On a personal level, what makes the waste, poor planning, and nepotism of Vikasana distressing is that … it’s our own money, not some amorphous mass of taxpayer funds.  It’s the gas cooker and kettle we bought in 2008, which ought to have cut the working day of the training centre cook down from 10 hours to 8 hours, ending up not in her kitchen (where she cooks on firewood on 45 degree days for 50 people whilst sitting on a concrete floor) but in the home of the training manager..

We have not resolved this dilemma.  It does qualify our commitment to the organisation.  On the other hand, given the lack of resources and the huge inequalities in Indian society, it may be that nepotism is not the biggest problem facing organisations such as Vikasana.  Nor can we, who come from a culture where time is money, necessarily complain when people who have never used a computer, people from regions where 40% of the population do not regularly excrete into toilets but wherever they can, don’t quite want to pump the same number of widgets out of a working day as do we.

By 1936, remember the Jews in Palestine were only one-seventh of the population but had a productivity outstripping that of the Arab population; we became independent from the British only 9 months after the Indians did, but the work ethic which made us outstrip the Arabs is also very different from that of the Indians.  Indians in India are very different from Indians in the USA or Australia or Singapore – but as an Australian-Israeli who’s lived and worked in Singapore, knowing that doesn’t help me understand the cultural differences.

Fortunately, there are some signs of light and change.  The women in the programs are exercising self-empowerment and are no longer in need of the same degree of “assistance” from the largely male administrative structure.  Under our external pressure, some appointments are being made on merit.  The most productive units of Vikasana are now able to function independently.

The group’s founder, Dr P M Keshavan, is of the view that it can’t be changed in short order and that the smart thing to do is to take it in one’s stride and get on with it.  From our perspective it is hard to agree, yet we are unable to find any other project that has demonstrably better outcomes… and is any outcome better than no outcome at all?
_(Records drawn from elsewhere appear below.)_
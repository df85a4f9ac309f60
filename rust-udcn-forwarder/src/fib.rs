//! Forwarding Information Base lookup.
//!
//! The pipelines only need [`FibLookup::longest_prefix_match`]; how routes get
//! there is up to the routing layer. [`Fib`] is a plain name-keyed table good
//! enough for static routes and tests.

use log::{debug, info};
use rust_udcn_common::{ndn::Name, types::FaceId};
use std::collections::BTreeMap;

/// Next hop information
#[derive(Debug, Clone, Copy, PartialEq, Eq)]
pub struct NextHop {
    pub face: FaceId,
    /// Cost metric for this next hop; lower is preferred.
    pub cost: u32,
}

pub trait FibLookup: Send {
    /// Next hops of the longest registered prefix of `name`, ordered by cost.
    /// An empty vector means no route.
    fn longest_prefix_match(&self, name: &Name) -> Vec<NextHop>;
}

#[derive(Debug, Default)]
pub struct Fib {
    entries: BTreeMap<Name, Vec<NextHop>>,
}

impl Fib {
    pub fn new() -> Self {
        Self::default()
    }

    /// Adds a next hop under `prefix`, or updates its cost if already present.
    pub fn add_next_hop(&mut self, prefix: &Name, face: FaceId, cost: u32) {
        let next_hops = self.entries.entry(prefix.clone()).or_default();
        match next_hops.iter_mut().find(|nh| nh.face == face) {
            Some(existing) => existing.cost = cost,
            None => next_hops.push(NextHop { face, cost }),
        }
        next_hops.sort_by_key(|nh| (nh.cost, nh.face));
        info!("Added FIB next hop {} -> {} cost {}", prefix, face, cost);
    }

    pub fn remove_next_hop(&mut self, prefix: &Name, face: FaceId) -> bool {
        let Some(next_hops) = self.entries.get_mut(prefix) else {
            return false;
        };
        let before = next_hops.len();
        next_hops.retain(|nh| nh.face != face);
        let removed = next_hops.len() != before;
        if next_hops.is_empty() {
            self.entries.remove(prefix);
        }
        removed
    }

    /// Drops every next hop through `face`.
    pub fn remove_face(&mut self, face: FaceId) {
        self.entries.retain(|_, next_hops| {
            next_hops.retain(|nh| nh.face != face);
            !next_hops.is_empty()
        });
    }

    pub fn len(&self) -> usize {
        self.entries.len()
    }

    pub fn is_empty(&self) -> bool {
        self.entries.is_empty()
    }
}

impl FibLookup for Fib {
    fn longest_prefix_match(&self, name: &Name) -> Vec<NextHop> {
        for len in (0..=name.len()).rev() {
            if let Some(next_hops) = self.entries.get(&name.prefix(len)) {
                debug!("FIB lookup for {}: found {} next hops", name, next_hops.len());
                return next_hops.clone();
            }
        }
        debug!("FIB lookup for {}: no route found", name);
        Vec::new()
    }
}

#[cfg(test)]
mod tests {
    use super::*;

    #[test]
    fn test_longest_prefix_wins() {
        let mut fib = Fib::new();
        fib.add_next_hop(&Name::new(), FaceId(256), 10);
        fib.add_next_hop(&Name::from_string("/a"), FaceId(257), 5);
        fib.add_next_hop(&Name::from_string("/a/b"), FaceId(258), 1);

        let hops = fib.longest_prefix_match(&Name::from_string("/a/b/c"));
        assert_eq!(hops, vec![NextHop { face: FaceId(258), cost: 1 }]);

        let hops = fib.longest_prefix_match(&Name::from_string("/a/x"));
        assert_eq!(hops[0].face, FaceId(257));

        let hops = fib.longest_prefix_match(&Name::from_string("/z"));
        assert_eq!(hops[0].face, FaceId(256));
    }

    #[test]
    fn test_next_hops_sorted_by_cost() {
        let mut fib = Fib::new();
        let prefix = Name::from_string("/p");
        fib.add_next_hop(&prefix, FaceId(256), 30);
        fib.add_next_hop(&prefix, FaceId(257), 10);
        fib.add_next_hop(&prefix, FaceId(258), 20);
        fib.add_next_hop(&prefix, FaceId(256), 5);

        let faces: Vec<FaceId> = fib
            .longest_prefix_match(&prefix)
            .iter()
            .map(|nh| nh.face)
            .collect();
        assert_eq!(faces, vec![FaceId(256), FaceId(257), FaceId(258)]);
    }

    #[test]
    fn test_removal() {
        let mut fib = Fib::new();
        let prefix = Name::from_string("/p");
        fib.add_next_hop(&prefix, FaceId(256), 1);
        fib.add_next_hop(&Name::from_string("/q"), FaceId(256), 1);
        fib.add_next_hop(&Name::from_string("/q"), FaceId(257), 1);

        assert!(fib.remove_next_hop(&prefix, FaceId(256)));
        assert!(!fib.remove_next_hop(&prefix, FaceId(256)));
        assert!(fib.longest_prefix_match(&prefix).is_empty());

        fib.remove_face(FaceId(257));
        assert_eq!(fib.len(), 1);
    }
}
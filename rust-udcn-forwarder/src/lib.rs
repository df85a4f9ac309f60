//! Forwarding plane for the micro Data-Centric Networking (μDCN) node.
//!
//! This crate implements the Interest, Data and Nack pipelines together with
//! the tables they drive: the PIT with its unsatisfy and straggler timers,
//! the content store with pluggable replacement, and the Dead Nonce List.
//! Routing, forwarding decisions and transmission are collaborators behind
//! the [`fib::FibLookup`], [`strategy::Strategy`] and [`face::FaceSender`]
//! traits.

pub mod clock;
pub mod config;
pub mod cs;
pub mod dead_nonce_list;
pub mod face;
pub mod fib;
pub mod forwarder;
pub mod pit;
pub mod runtime;
pub mod scheduler;
pub mod strategy;
pub mod unsolicited;

pub use config::{ForwarderConfig, SatisfyPolicy};
pub use forwarder::Forwarder;
pub use runtime::{ChannelFace, FaceEvent, ForwarderRuntime};

/// Version of the forwarder crate
pub const VERSION: &str = env!("CARGO_PKG_VERSION");
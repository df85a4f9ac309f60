//! Cancellable one-shot timers.
//!
//! The scheduler never runs callbacks itself: the owner polls it for due
//! events and dispatches them, so every timer firing is a run-to-completion
//! turn just like a packet arrival.

use std::cmp::Reverse;
use std::collections::{BinaryHeap, HashMap};
use std::time::Instant;

/// Handle to a scheduled event.
#[derive(Debug, Clone, Copy, PartialEq, Eq, Hash)]
pub struct TimerId(u64);

#[derive(Debug)]
pub struct Scheduler<E> {
    queue: BinaryHeap<Reverse<(Instant, u64)>>,
    live: HashMap<u64, E>,
    next_id: u64,
}

impl<E> Scheduler<E> {
    pub fn new() -> Self {
        Self {
            queue: BinaryHeap::new(),
            live: HashMap::new(),
            next_id: 0,
        }
    }

    pub fn schedule(&mut self, at: Instant, event: E) -> TimerId {
        let id = self.next_id;
        self.next_id += 1;
        self.queue.push(Reverse((at, id)));
        self.live.insert(id, event);
        TimerId(id)
    }

    /// Cancels a timer. Cancelling a fired or already cancelled timer is a no-op.
    pub fn cancel(&mut self, id: TimerId) {
        self.live.remove(&id.0);
    }

    pub fn is_armed(&self, id: TimerId) -> bool {
        self.live.contains_key(&id.0)
    }

    /// Number of armed timers.
    pub fn len(&self) -> usize {
        self.live.len()
    }

    pub fn is_empty(&self) -> bool {
        self.live.is_empty()
    }

    /// Deadline of the earliest armed timer.
    pub fn next_deadline(&mut self) -> Option<Instant> {
        self.discard_cancelled();
        self.queue.peek().map(|Reverse((at, _))| *at)
    }

    /// Removes and returns the earliest event due at or before `now`.
    ///
    /// Events with equal deadlines come out in scheduling order.
    pub fn pop_due(&mut self, now: Instant) -> Option<(TimerId, E)> {
        self.discard_cancelled();
        let due = matches!(self.queue.peek(), Some(Reverse((at, _))) if *at <= now);
        if !due {
            return None;
        }
        let Reverse((_, id)) = self.queue.pop()?;
        self.live.remove(&id).map(|event| (TimerId(id), event))
    }

    fn discard_cancelled(&mut self) {
        while let Some(Reverse((_, id))) = self.queue.peek() {
            if self.live.contains_key(id) {
                break;
            }
            self.queue.pop();
        }
    }
}

impl<E> Default for Scheduler<E> {
    fn default() -> Self {
        Self::new()
    }
}
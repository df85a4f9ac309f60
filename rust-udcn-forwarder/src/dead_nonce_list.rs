//! Dead Nonce List: (name, nonce) pairs of requests that left the PIT.
//!
//! An Interest whose pair is still listed is treated as looping. Entries are
//! keyed by a 64-bit hash of the pair, so a false positive is possible but
//! vanishingly rare. Each entry lives for the list's lifetime; the oldest
//! entries are also evicted when the list reaches its capacity.

use rust_udcn_common::ndn::Name;
use std::collections::hash_map::DefaultHasher;
use std::collections::{HashMap, VecDeque};
use std::hash::{Hash, Hasher};
use std::time::{Duration, Instant};

#[derive(Debug)]
pub struct DeadNonceList {
    lifetime: Duration,
    capacity: usize,
    entries: HashMap<u64, Instant>,
    // insertion order, used for expiry and capacity eviction
    queue: VecDeque<(Instant, u64)>,
}

impl DeadNonceList {
    pub fn new(lifetime: Duration, capacity: usize) -> Self {
        Self {
            lifetime,
            capacity: capacity.max(1),
            entries: HashMap::new(),
            queue: VecDeque::new(),
        }
    }

    /// How long an entry is remembered.
    pub fn lifetime(&self) -> Duration {
        self.lifetime
    }

    pub fn has(&self, name: &Name, nonce: u32, now: Instant) -> bool {
        self.entries
            .get(&Self::key(name, nonce))
            .map_or(false, |expiry| *expiry > now)
    }

    pub fn add(&mut self, name: &Name, nonce: u32, now: Instant) {
        self.evict_expired(now);

        let key = Self::key(name, nonce);
        let expiry = now + self.lifetime;
        self.entries.insert(key, expiry);
        self.queue.push_back((expiry, key));

        while self.entries.len() > self.capacity {
            match self.queue.pop_front() {
                Some((expiry, key)) => self.forget(key, expiry),
                None => break,
            }
        }
    }

    /// Drops every entry whose lifetime has elapsed at `now`.
    pub fn evict_expired(&mut self, now: Instant) {
        while let Some(&(expiry, key)) = self.queue.front() {
            if expiry > now {
                break;
            }
            self.queue.pop_front();
            self.forget(key, expiry);
        }
    }

    pub fn len(&self) -> usize {
        self.entries.len()
    }

    pub fn is_empty(&self) -> bool {
        self.entries.is_empty()
    }

    // A re-added pair has a newer expiry; only the matching queue slot may remove it.
    fn forget(&mut self, key: u64, expiry: Instant) {
        if self.entries.get(&key) == Some(&expiry) {
            self.entries.remove(&key);
        }
    }

    fn key(name: &Name, nonce: u32) -> u64 {
        let mut hasher = DefaultHasher::new();
        name.hash(&mut hasher);
        nonce.hash(&mut hasher);
        hasher.finish()
    }
}
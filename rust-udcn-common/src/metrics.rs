//! Metrics collection and reporting for μDCN.
//!
//! Counters are observability only; no forwarding decision reads them.

use std::sync::atomic::{AtomicU64, Ordering};

/* ---------------------------------------------------------------- *
 * Simple Counter
 * ---------------------------------------------------------------- */

#[derive(Debug)]
pub struct Counter {
    value: AtomicU64,
}

impl Counter {
    pub fn new() -> Self {
        Self {
            value: AtomicU64::new(0),
        }
    }

    pub fn increment(&self) {
        self.value.fetch_add(1, Ordering::Relaxed);
    }

    pub fn value(&self) -> u64 {
        self.value.load(Ordering::Relaxed)
    }

    pub fn reset(&self) {
        self.value.store(0, Ordering::Relaxed);
    }
}

impl Default for Counter {
    fn default() -> Self {
        Self::new()
    }
}

impl Clone for Counter {
    fn clone(&self) -> Self {
        let c = Counter::new();
        c.value.store(self.value.load(Ordering::Relaxed), Ordering::Relaxed);
        c
    }
}

/* ---------------------------------------------------------------- *
 * Gauge
 * ---------------------------------------------------------------- */

#[derive(Debug)]
pub struct Gauge {
    value: AtomicU64,
}

impl Gauge {
    pub fn new() -> Self {
        Self {
            value: AtomicU64::new(0),
        }
    }

    pub fn set(&self, value: u64) {
        self.value.store(value, Ordering::Relaxed);
    }

    pub fn value(&self) -> u64 {
        self.value.load(Ordering::Relaxed)
    }
}

impl Default for Gauge {
    fn default() -> Self {
        Self::new()
    }
}

impl Clone for Gauge {
    fn clone(&self) -> Self {
        let g = Gauge::new();
        g.value.store(self.value.load(Ordering::Relaxed), Ordering::Relaxed);
        g
    }
}

/* ---------------------------------------------------------------- *
 * Aggregate forwarder counters
 * ---------------------------------------------------------------- */

#[derive(Debug, Default, Clone)]
pub struct ForwarderCounters {
    // Packets in and out, per type
    pub n_in_interests: Counter,
    pub n_out_interests: Counter,
    pub n_in_data: Counter,
    pub n_out_data: Counter,
    pub n_in_nacks: Counter,
    pub n_out_nacks: Counter,

    // PIT outcomes
    pub n_satisfied_interests: Counter,
    pub n_unsatisfied_interests: Counter,

    // Cache metrics
    pub cs_hits: Counter,
    pub cs_misses: Counter,

    pub pit_size: Gauge,
    pub cs_size: Gauge,
}

impl ForwarderCounters {
    pub fn new() -> Self {
        Self::default()
    }

    /// Zeroes every packet and outcome counter. Table-size gauges are kept.
    pub fn reset(&self) {
        for counter in [
            &self.n_in_interests,
            &self.n_out_interests,
            &self.n_in_data,
            &self.n_out_data,
            &self.n_in_nacks,
            &self.n_out_nacks,
            &self.n_satisfied_interests,
            &self.n_unsatisfied_interests,
            &self.cs_hits,
            &self.cs_misses,
        ] {
            counter.reset();
        }
    }
}
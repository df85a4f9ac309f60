//! Face table and the send side of the face collaborator contract.
//!
//! A face is registered with its link type and trust scope plus a
//! [`FaceSender`] that performs the actual transmission. Sends are
//! fire-and-forget; an invalid face swallows them.

use log::{debug, trace};
use rust_udcn_common::{
    ndn::{Data, Interest, Name, Nack},
    tags::Tags,
    types::{FaceId, FaceScope, LinkType},
    Error, Result,
};
use std::collections::BTreeMap;
use tokio::sync::mpsc;

/// Transmission half of a face.
pub trait FaceSender: Send {
    fn send_interest(&mut self, interest: &Interest, tags: &Tags);
    fn send_data(&mut self, data: &Data, tags: &Tags);
    fn send_nack(&mut self, nack: &Nack, tags: &Tags);
}

/// A packet handed to a face for transmission.
#[derive(Debug, Clone, PartialEq)]
pub enum OutgoingPacket {
    Interest(Interest, Tags),
    Data(Data, Tags),
    Nack(Nack, Tags),
}

/// [`FaceSender`] that pushes every packet onto an unbounded channel.
#[derive(Debug, Clone)]
pub struct ChannelSender {
    tx: mpsc::UnboundedSender<OutgoingPacket>,
}

impl ChannelSender {
    pub fn new(tx: mpsc::UnboundedSender<OutgoingPacket>) -> Self {
        Self { tx }
    }

    /// Creates a sender together with the receiving end of its channel.
    pub fn pair() -> (Self, mpsc::UnboundedReceiver<OutgoingPacket>) {
        let (tx, rx) = mpsc::unbounded_channel();
        (Self::new(tx), rx)
    }

    fn push(&self, packet: OutgoingPacket) {
        if self.tx.send(packet).is_err() {
            trace!("Face channel closed, dropping outgoing packet");
        }
    }
}

impl FaceSender for ChannelSender {
    fn send_interest(&mut self, interest: &Interest, tags: &Tags) {
        self.push(OutgoingPacket::Interest(interest.clone(), *tags));
    }

    fn send_data(&mut self, data: &Data, tags: &Tags) {
        self.push(OutgoingPacket::Data(data.clone(), *tags));
    }

    fn send_nack(&mut self, nack: &Nack, tags: &Tags) {
        self.push(OutgoingPacket::Nack(nack.clone(), *tags));
    }
}

pub struct Face {
    id: FaceId,
    link_type: LinkType,
    scope: FaceScope,
    valid: bool,
    sender: Box<dyn FaceSender>,
}

impl Face {
    pub fn id(&self) -> FaceId {
        self.id
    }

    pub fn link_type(&self) -> LinkType {
        self.link_type
    }

    pub fn scope(&self) -> FaceScope {
        self.scope
    }

    pub fn is_valid(&self) -> bool {
        self.valid
    }

    pub fn is_shared_medium(&self) -> bool {
        self.link_type == LinkType::SharedMedium
    }

    /// A non-local face must never carry `/localhost` traffic.
    pub fn violates_localhost(&self, name: &Name) -> bool {
        self.scope == FaceScope::NonLocal && name.is_localhost()
    }

    pub fn send_interest(&mut self, interest: &Interest, tags: &Tags) {
        if !self.valid {
            debug!("[Face {}] invalid, not sending Interest {}", self.id, interest.name);
            return;
        }
        self.sender.send_interest(interest, tags);
    }

    pub fn send_data(&mut self, data: &Data, tags: &Tags) {
        if !self.valid {
            debug!("[Face {}] invalid, not sending Data {}", self.id, data.name);
            return;
        }
        self.sender.send_data(data, tags);
    }

    pub fn send_nack(&mut self, nack: &Nack, tags: &Tags) {
        if !self.valid {
            debug!("[Face {}] invalid, not sending Nack {}", self.id, nack.interest.name);
            return;
        }
        self.sender.send_nack(nack, tags);
    }
}

impl std::fmt::Debug for Face {
    fn fmt(&self, f: &mut std::fmt::Formatter<'_>) -> std::fmt::Result {
        f.debug_struct("Face")
            .field("id", &self.id)
            .field("link_type", &self.link_type)
            .field("scope", &self.scope)
            .field("valid", &self.valid)
            .finish()
    }
}

#[derive(Debug)]
pub struct FaceTable {
    faces: BTreeMap<FaceId, Face>,
    last_id: u16,
}

impl FaceTable {
    pub fn new() -> Self {
        Self {
            faces: BTreeMap::new(),
            last_id: FaceId::FIRST_DYNAMIC.0 - 1,
        }
    }

    /// Registers a face and hands out its id. Ids are never reused.
    pub fn add(
        &mut self,
        link_type: LinkType,
        scope: FaceScope,
        sender: Box<dyn FaceSender>,
    ) -> Result<FaceId> {
        let next = self
            .last_id
            .checked_add(1)
            .ok_or_else(|| Error::Other("Face id space exhausted".into()))?;
        self.last_id = next;

        let id = FaceId(next);
        self.faces.insert(
            id,
            Face {
                id,
                link_type,
                scope,
                valid: true,
                sender,
            },
        );
        Ok(id)
    }

    pub fn remove(&mut self, id: FaceId) -> Option<Face> {
        self.faces.remove(&id)
    }

    pub fn get(&self, id: FaceId) -> Option<&Face> {
        self.faces.get(&id)
    }

    pub fn get_mut(&mut self, id: FaceId) -> Option<&mut Face> {
        self.faces.get_mut(&id)
    }

    pub fn contains(&self, id: FaceId) -> bool {
        self.faces.contains_key(&id)
    }

    /// Marks a face valid or invalid; sends to an invalid face are no-ops.
    pub fn set_valid(&mut self, id: FaceId, valid: bool) -> Result<()> {
        let face = self.faces.get_mut(&id).ok_or(Error::UnknownFace(id))?;
        face.valid = valid;
        Ok(())
    }

    pub fn len(&self) -> usize {
        self.faces.len()
    }

    pub fn is_empty(&self) -> bool {
        self.faces.is_empty()
    }

    pub fn iter(&self) -> impl Iterator<Item = &Face> {
        self.faces.values()
    }
}

impl Default for FaceTable {
    fn default() -> Self {
        Self::new()
    }
}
Transparency is a great organisational goal but it contains no protein.

Yaakov really just wanted to meet people and have fun, something he should have been doing in his 20s instead of cab-driving to pay his way through law school.  He certainly is meeting plenty of people working in a fair trade textile project in South India, which somehow fits into the textile importing business he and his wife operate in inner Melbourne’s Fitzroy.